Creating the virtualenv in the working directory:

mkdir pypdfdir
cd pypdfdir
pipenv shell

After creating the virtual environment you should proceed to install the package that will be central to our tutorial.

pip install PyPDF2

Using PyPDF2 in Read Mode

Once the package has been installed we can begin. I have two pdf files in my root folder that I’ll be using for demonstration. The first is a lorem ipsum dummy text data pdf file and the second has dummy data in a table structure.

Let’s create a file where our code will reside, i’ll call mine pdf.py . While in the directory run below command to create the file.

touch pdf.py

You’ll start off by calling the PDFReader class that will give you read access to your pdf files. Add the code below to your python script.

import PyPDF2

def pdf_read_mode():
    reader = PyPDF2.PdfFileReader('lorem.pdf')
    # Get the number of pages in the pdf
    print(f"Number of pages are {reader.numPages}")

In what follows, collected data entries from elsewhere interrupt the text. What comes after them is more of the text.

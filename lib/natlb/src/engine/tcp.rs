// This Source Code Form is subject to the terms of the Mozilla Public
// License, v. 2.0. If a copy of the MPL was not distributed with this
// file, You can obtain one at https://mozilla.org/MPL/2.0/.

// Copyright 2025 Oxide Computer Company

//! TCP headers.

use super::packet::FrameReader;
use super::packet::RawHeader;
use super::packet::ReadErr;
use bitflags::bitflags;
use zerocopy::FromBytes;
use zerocopy::Immutable;
use zerocopy::IntoBytes;
use zerocopy::KnownLayout;
use zerocopy::Ref;
use zerocopy::Unaligned;

pub const TCP_HDR_OFFSET_MASK: u8 = 0xF0;
pub const TCP_HDR_OFFSET_SHIFT: u8 = 4;

pub const TCP_HDR_SZ: usize = TcpHdrRaw::SIZE;

/// Offset of the checksum field, relative to the start of the header.
pub const TCP_CSUM_OFFSET: usize = 16;

bitflags! {
    #[derive(Clone, Copy, Debug, Default, Eq, PartialEq)]
    pub struct TcpFlags: u8 {
        const FIN = 0x01;
        const SYN = 0x02;
        const RST = 0x04;
        const PSH = 0x08;
        const ACK = 0x10;
        const URG = 0x20;
        const ECE = 0x40;
        const CWR = 0x80;
    }
}

/// A view onto the transport header of a frame.
///
/// Only the fixed 20 bytes are mapped; options, if declared by the
/// data offset, are payload as far as this pipeline is concerned.
#[derive(Debug)]
pub struct TcpHdr<'a> {
    bytes: Ref<&'a [u8], TcpHdrRaw>,
}

impl<'a> TcpHdr<'a> {
    pub const SIZE: usize = TcpHdrRaw::SIZE;

    pub fn parse(rdr: &mut FrameReader<'a>) -> Result<Self, ReadErr> {
        Ok(Self { bytes: TcpHdrRaw::raw_zc(rdr)? })
    }

    /// Return the source port.
    #[inline]
    pub fn src_port(&self) -> u16 {
        u16::from_be_bytes(self.bytes.src_port)
    }

    /// Return the destination port.
    #[inline]
    pub fn dst_port(&self) -> u16 {
        u16::from_be_bytes(self.bytes.dst_port)
    }

    #[inline]
    pub fn flags(&self) -> TcpFlags {
        TcpFlags::from_bits_retain(self.bytes.flags)
    }

    #[inline]
    pub fn seq(&self) -> u32 {
        u32::from_be_bytes(self.bytes.seq)
    }

    #[inline]
    pub fn ack(&self) -> u32 {
        u32::from_be_bytes(self.bytes.ack)
    }

    #[inline]
    pub fn csum(&self) -> [u8; 2] {
        self.bytes.csum
    }

    /// Return the declared header length, in bytes.
    #[inline]
    pub fn hdr_len(&self) -> usize {
        let words =
            (self.bytes.offset & TCP_HDR_OFFSET_MASK) >> TCP_HDR_OFFSET_SHIFT;
        usize::from(words) * 4
    }
}

/// Note: For now we keep this unaligned to be safe.
#[repr(C)]
#[derive(
    Clone, Debug, FromBytes, Immutable, IntoBytes, KnownLayout, Unaligned,
)]
pub struct TcpHdrRaw {
    pub src_port: [u8; 2],
    pub dst_port: [u8; 2],
    pub seq: [u8; 4],
    pub ack: [u8; 4],
    pub offset: u8,
    pub flags: u8,
    pub win: [u8; 2],
    pub csum: [u8; 2],
    pub urg: [u8; 2],
}

impl<'a> RawHeader<'a> for TcpHdrRaw {
    #[inline]
    fn raw_zc<'b>(
        rdr: &'b mut FrameReader<'a>,
    ) -> Result<Ref<&'a [u8], Self>, ReadErr> {
        let src = rdr.slice(Self::SIZE)?;
        Ref::from_bytes(src).map_err(|_| ReadErr::BadLayout)
    }
}
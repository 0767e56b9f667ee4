// This Source Code Form is subject to the terms of the Mozilla Public
// License, v. 2.0. If a copy of the MPL was not distributed with this
// file, You can obtain one at https://mozilla.org/MPL/2.0/.

// Copyright 2025 Oxide Computer Company

//! Frame classification.
//!
//! One pass over the fixed Ethernet/IPv4/TCP layout, producing the
//! flow tuple a frame belongs to or the reason it is of no interest.
//! Every failure here is terminal for the frame and fails open; the
//! distinction between the variants only matters for tracing.

use super::ether::EtherHdr;
use super::ether::EtherType;
use super::ip4::Ipv4Hdr;
use super::ip4::Ipv4HdrError;
use super::packet::FrameReader;
use super::packet::ReadErr;
use super::tcp::TcpFlags;
use super::tcp::TcpHdr;
use core::fmt;
use core::fmt::Display;
use natlb_api::Endpoint;
use natlb_api::FlowKey;
use natlb_api::Protocol;

/// Why a frame was left alone.
#[derive(Clone, Copy, Debug, Eq, PartialEq)]
pub enum ClassifyErr {
    /// The buffer ended before a required header did.
    Truncated,

    /// A shape of traffic this pipeline does not handle: not IPv4,
    /// or an IPv4 header carrying options.
    UnsupportedForm,

    /// A perfectly fine packet that simply is not TCP. Not an error;
    /// it is just not a flow this pipeline acts on.
    NotApplicable,
}

impl Display for ClassifyErr {
    fn fmt(&self, f: &mut fmt::Formatter) -> fmt::Result {
        match self {
            Self::Truncated => write!(f, "truncated"),
            Self::UnsupportedForm => write!(f, "unsupported form"),
            Self::NotApplicable => write!(f, "not applicable"),
        }
    }
}

impl From<ReadErr> for ClassifyErr {
    fn from(_err: ReadErr) -> Self {
        ClassifyErr::Truncated
    }
}

impl From<Ipv4HdrError> for ClassifyErr {
    fn from(err: Ipv4HdrError) -> Self {
        match err {
            Ipv4HdrError::ReadError(_) => ClassifyErr::Truncated,
            Ipv4HdrError::BadVersion { .. }
            | Ipv4HdrError::OptionsPresent { .. } => {
                ClassifyErr::UnsupportedForm
            }
        }
    }
}

/// What classification learned about a frame.
#[derive(Clone, Copy, Debug)]
pub struct PacketInfo {
    /// The directional tuple, in host-comparable form.
    pub flow: FlowKey,

    /// TCP flags, for tracing.
    pub flags: TcpFlags,
}

/// Classify a single frame.
///
/// The headers sit at fixed offsets: link, then network at the link
/// header size, then transport behind the (option-free) network
/// header. Each is bounds-checked before it is touched.
pub fn parse_frame(frame: &[u8]) -> Result<PacketInfo, ClassifyErr> {
    let mut rdr = FrameReader::new(frame);

    let eth = EtherHdr::parse(&mut rdr)?;
    match eth.ether_type() {
        EtherType::Ipv4 => {}
        _ => return Err(ClassifyErr::UnsupportedForm),
    }

    let ip4 = Ipv4Hdr::parse(&mut rdr)?;
    if ip4.proto() != Protocol::TCP {
        return Err(ClassifyErr::NotApplicable);
    }

    let tcp = TcpHdr::parse(&mut rdr)?;

    Ok(PacketInfo {
        flow: FlowKey::new(
            Endpoint::new(ip4.src(), tcp.src_port()),
            Endpoint::new(ip4.dst(), tcp.dst_port()),
        ),
        flags: tcp.flags(),
    })
}

#[cfg(test)]
mod test {
    use super::*;
    use crate::engine::ether::ETHER_HDR_SZ;
    use crate::engine::ip4::IPV4_HDR_SZ;
    use crate::engine::tcp::TCP_HDR_SZ;

    // A hand-rolled SYN from 10.0.0.5:51000 to 203.0.113.9:8000.
    #[rustfmt::skip]
    fn syn_frame() -> Vec<u8> {
        vec![
            // ether dst
            0x78, 0x23, 0xae, 0x5d, 0x4f, 0x0d,
            // ether src
            0xa8, 0x40, 0x25, 0x00, 0x00, 0x63,
            // ethertype
            0x08, 0x00,
            // ip: version + IHL, DSCP
            0x45, 0x00,
            // total length (40)
            0x00, 0x28,
            // ident, flags
            0x00, 0x00, 0x40, 0x00,
            // TTL, proto (TCP)
            0x40, 0x06,
            // header checksum
            0x00, 0x00,
            // src 10.0.0.5
            0x0A, 0x00, 0x00, 0x05,
            // dst 203.0.113.9
            0xCB, 0x00, 0x71, 0x09,
            // tcp: ports 51000 -> 8000
            0xC7, 0x38, 0x1F, 0x40,
            // seq, ack
            0x00, 0x00, 0x00, 0x01, 0x00, 0x00, 0x00, 0x00,
            // offset, flags (SYN)
            0x50, 0x02,
            // window, checksum, urg
            0xFF, 0xFF, 0x00, 0x00, 0x00, 0x00,
        ]
    }

    #[test]
    fn classify_syn() {
        let frame = syn_frame();
        let info = parse_frame(&frame).unwrap();

        assert_eq!(info.flow.src.addr, "10.0.0.5".parse().unwrap());
        assert_eq!(info.flow.src.port, 51000);
        assert_eq!(info.flow.dst.addr, "203.0.113.9".parse().unwrap());
        assert_eq!(info.flow.dst.port, 8000);
        assert_eq!(info.flags, TcpFlags::SYN);
    }

    #[test]
    fn truncated_at_every_stage() {
        let frame = syn_frame();
        let full = ETHER_HDR_SZ + IPV4_HDR_SZ + TCP_HDR_SZ;
        assert_eq!(frame.len(), full);

        for len in 0..full {
            assert_eq!(
                parse_frame(&frame[..len]).unwrap_err(),
                ClassifyErr::Truncated,
                "len {}",
                len,
            );
        }
    }

    #[test]
    fn non_ip_is_unsupported() {
        let mut frame = syn_frame();
        // ARP ethertype.
        frame[12] = 0x08;
        frame[13] = 0x06;
        assert_eq!(
            parse_frame(&frame).unwrap_err(),
            ClassifyErr::UnsupportedForm
        );
    }

    #[test]
    fn options_are_unsupported() {
        let mut frame = syn_frame();
        frame[14] = 0x46;
        assert_eq!(
            parse_frame(&frame).unwrap_err(),
            ClassifyErr::UnsupportedForm
        );
    }

    #[test]
    fn udp_is_not_applicable() {
        let mut frame = syn_frame();
        frame[23] = 0x11;
        assert_eq!(
            parse_frame(&frame).unwrap_err(),
            ClassifyErr::NotApplicable
        );
    }
}
// This Source Code Form is subject to the terms of the Mozilla Public
// License, v. 2.0. If a copy of the MPL was not distributed with this
// file, You can obtain one at https://mozilla.org/MPL/2.0/.

// Copyright 2025 Oxide Computer Company

//! The per-hook pipeline.
//!
//! Each frame runs to completion through one invocation of
//! [`Classifier::process`]: parse, classify, consult or create
//! session state, rewrite in place. Invocations on different queues
//! run concurrently with no ordering between them; everything shared
//! sits behind the store.
//!
//! The pipeline sits inline on a live interface, so it never drops:
//! every internal failure (short buffer, foreign traffic, missing
//! backend, store or rewrite trouble) converges on [`Verdict::Pass`]
//! with the frame untouched. Dropping on a parsing bug would be a far
//! worse failure than forwarding unmodified.

use super::nat::BackendRegistry;
use super::nat::SessionMap;
use super::parse::ClassifyErr;
use super::parse::PacketInfo;
use super::parse::parse_frame;
use super::rewrite::AddrField;
use super::rewrite::RewriteError;
use super::rewrite::rewrite_addr;
use crate::store::StoreError;
use crate::store::TableStore;
use core::fmt;
use core::fmt::Display;
use core::hash::Hash;
use natlb_api::Endpoint;
use natlb_api::FlowKey;
use natlb_api::Hook;
use natlb_api::NatCfg;
use natlb_api::RewriteMode;

/// The fate of one frame.
///
/// `Drop` exists because the hook's action vocabulary has it, but no
/// path in this pipeline produces it; failing open is the point.
#[derive(Clone, Copy, Debug, Eq, PartialEq)]
pub enum Verdict {
    /// Forward the frame unmodified.
    Pass,

    /// Forward the frame; its headers were rewritten in place.
    Modified,

    /// Discard the frame.
    Drop,
}

impl Display for Verdict {
    fn fmt(&self, f: &mut fmt::Formatter) -> fmt::Result {
        match self {
            Self::Pass => write!(f, "PASS"),
            Self::Modified => write!(f, "MODIFIED"),
            Self::Drop => write!(f, "DROP"),
        }
    }
}

/// Internal failure on the redirect path. Never escapes
/// [`Classifier::process`]; it exists so the fail-open conversion
/// happens in exactly one place.
#[derive(Clone, Debug)]
enum ProcessError {
    Store(StoreError),
    Rewrite(RewriteError),
}

impl Display for ProcessError {
    fn fmt(&self, f: &mut fmt::Formatter) -> fmt::Result {
        match self {
            Self::Store(e) => write!(f, "store: {}", e),
            Self::Rewrite(e) => write!(f, "rewrite: {}", e),
        }
    }
}

impl From<StoreError> for ProcessError {
    fn from(e: StoreError) -> Self {
        Self::Store(e)
    }
}

impl From<RewriteError> for ProcessError {
    fn from(e: RewriteError) -> Self {
        Self::Rewrite(e)
    }
}

/// A stable hash of the flow tuple, handed to backend selection.
fn flow_hint(flow: &FlowKey) -> u32 {
    let mut hasher = crc32fast::Hasher::new();
    flow.hash(&mut hasher);
    hasher.finalize()
}

/// The classifier: one per attachment, both hooks.
pub struct Classifier<S: TableStore> {
    cfg: NatCfg,
    sessions: SessionMap<S>,
    backends: BackendRegistry<S>,
}

impl<S: TableStore + Clone> Classifier<S> {
    /// Attach a classifier to `store`.
    ///
    /// The store is injected rather than ambient so the pipeline can
    /// run against anything satisfying [`TableStore`], an in-memory
    /// fake included.
    pub fn new(cfg: NatCfg, store: &S) -> Result<Self, StoreError> {
        Ok(Self {
            cfg,
            sessions: SessionMap::attach(store)?,
            backends: BackendRegistry::attach(store)?,
        })
    }

    pub fn cfg(&self) -> &NatCfg {
        &self.cfg
    }

    pub fn sessions(&self) -> &SessionMap<S> {
        &self.sessions
    }

    pub fn backends(&self) -> &BackendRegistry<S> {
        &self.backends
    }

    /// Process one frame at one hook.
    ///
    /// This is the whole contract: a verdict comes back and the frame
    /// is either untouched or completely rewritten. Diagnostic detail
    /// goes to the trace log, never into the verdict.
    pub fn process(&self, hook: Hook, frame: &mut [u8]) -> Verdict {
        let info = match parse_frame(frame) {
            Ok(info) => info,
            Err(ClassifyErr::NotApplicable) => return Verdict::Pass,
            Err(e) => {
                super::dbg!("{} frame ignored: {}", hook, e);
                return Verdict::Pass;
            }
        };

        let res = match hook {
            Hook::Egress => self.egress(&info, frame),
            Hook::Ingress => self.ingress(&info, frame),
        };

        match res {
            Ok(verdict) => verdict,
            Err(e) => {
                super::err!("{} {} fail open: {}", hook, info.flow, e);
                Verdict::Pass
            }
        }
    }

    /// The client-facing direction: track and redirect flows
    /// addressed to the frontend.
    fn egress(
        &self,
        info: &PacketInfo,
        frame: &mut [u8],
    ) -> Result<Verdict, ProcessError> {
        let flow = info.flow;

        if flow.dst.port != self.cfg.frontend_port {
            return Ok(Verdict::Pass);
        }

        if let Some(rewritten) = self.sessions.lookup_forward(&flow)? {
            return match self.cfg.rewrite_mode {
                // The flow was rewritten when it was created; later
                // packets of the flow are already tracked.
                RewriteMode::FlowCreate => Ok(Verdict::Pass),
                RewriteMode::EveryPacket => {
                    self.redirect(frame, &flow, &rewritten)?;
                    Ok(Verdict::Modified)
                }
            };
        }

        let hint = flow_hint(&flow);
        let Some(backend) =
            self.backends.select(self.cfg.backend_slot, hint)?
        else {
            super::dbg!("no backend for {} (slot {})", flow, self.cfg.backend_slot);
            return Ok(Verdict::Pass);
        };

        // Keep the client's port; swap in the NAT source address and
        // the backend as destination.
        let rewritten = FlowKey::new(
            Endpoint::new(self.cfg.nat_addr, flow.src.port),
            Endpoint::new(backend.addr, backend.port),
        );

        self.sessions.insert_pair(flow, rewritten)?;
        self.redirect(frame, &flow, &rewritten)?;

        super::dbg!("new flow {} => {} ({:?})", flow, rewritten, info.flags);
        Ok(Verdict::Modified)
    }

    /// The return path: restore tracked replies so the client sees
    /// the frontend answering.
    fn ingress(
        &self,
        info: &PacketInfo,
        frame: &mut [u8],
    ) -> Result<Verdict, ProcessError> {
        let flow = info.flow;

        let Some(restored) = self.sessions.lookup_reverse(&flow)? else {
            // Not ours; leave it alone.
            return Ok(Verdict::Pass);
        };

        rewrite_addr(
            frame,
            AddrField::Source,
            flow.src.addr,
            restored.src.addr,
        )?;
        rewrite_addr(
            frame,
            AddrField::Destination,
            flow.dst.addr,
            restored.dst.addr,
        )?;

        Ok(Verdict::Modified)
    }

    /// Apply the recorded rewrite to a frame holding `flow`.
    fn redirect(
        &self,
        frame: &mut [u8],
        flow: &FlowKey,
        rewritten: &FlowKey,
    ) -> Result<(), ProcessError> {
        rewrite_addr(
            frame,
            AddrField::Destination,
            flow.dst.addr,
            rewritten.dst.addr,
        )?;
        rewrite_addr(
            frame,
            AddrField::Source,
            flow.src.addr,
            rewritten.src.addr,
        )?;
        Ok(())
    }
}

if __name__ == '__main__':
    pdf_read_mode()

You first import the package to gain access to its PdfFileReader class instance, you then proceed to pass in the pdf file name that is located on the same level as your script and call the method numPages which returns the number of pages our pdf has. You can now go to the terminal and run the file using the command

python pdf.py

Which should output the message indicating the integer value representing the number of pages in your pdf file:

Number of pages are 1

Let’s test out more methods in the PdfFileReader class, add the below code to your python script, we’ll maintain the reader instance:

import PyPDF2

def pdf_read_mode():
    file = open('lorem.pdf', 'rb')
    reader = PyPDF2.PdfFileReader(file)
    # # Get the number of pages in the pdf
    print(f"Number of pages are {reader.numPages}")
    # # Get metadata attached to a pdf file
    print(f"The pdf file has the following metadata: {reader.documentInfo}")
    
    # Get the page instance (we fetch the first page)
    page = reader.getPage(0)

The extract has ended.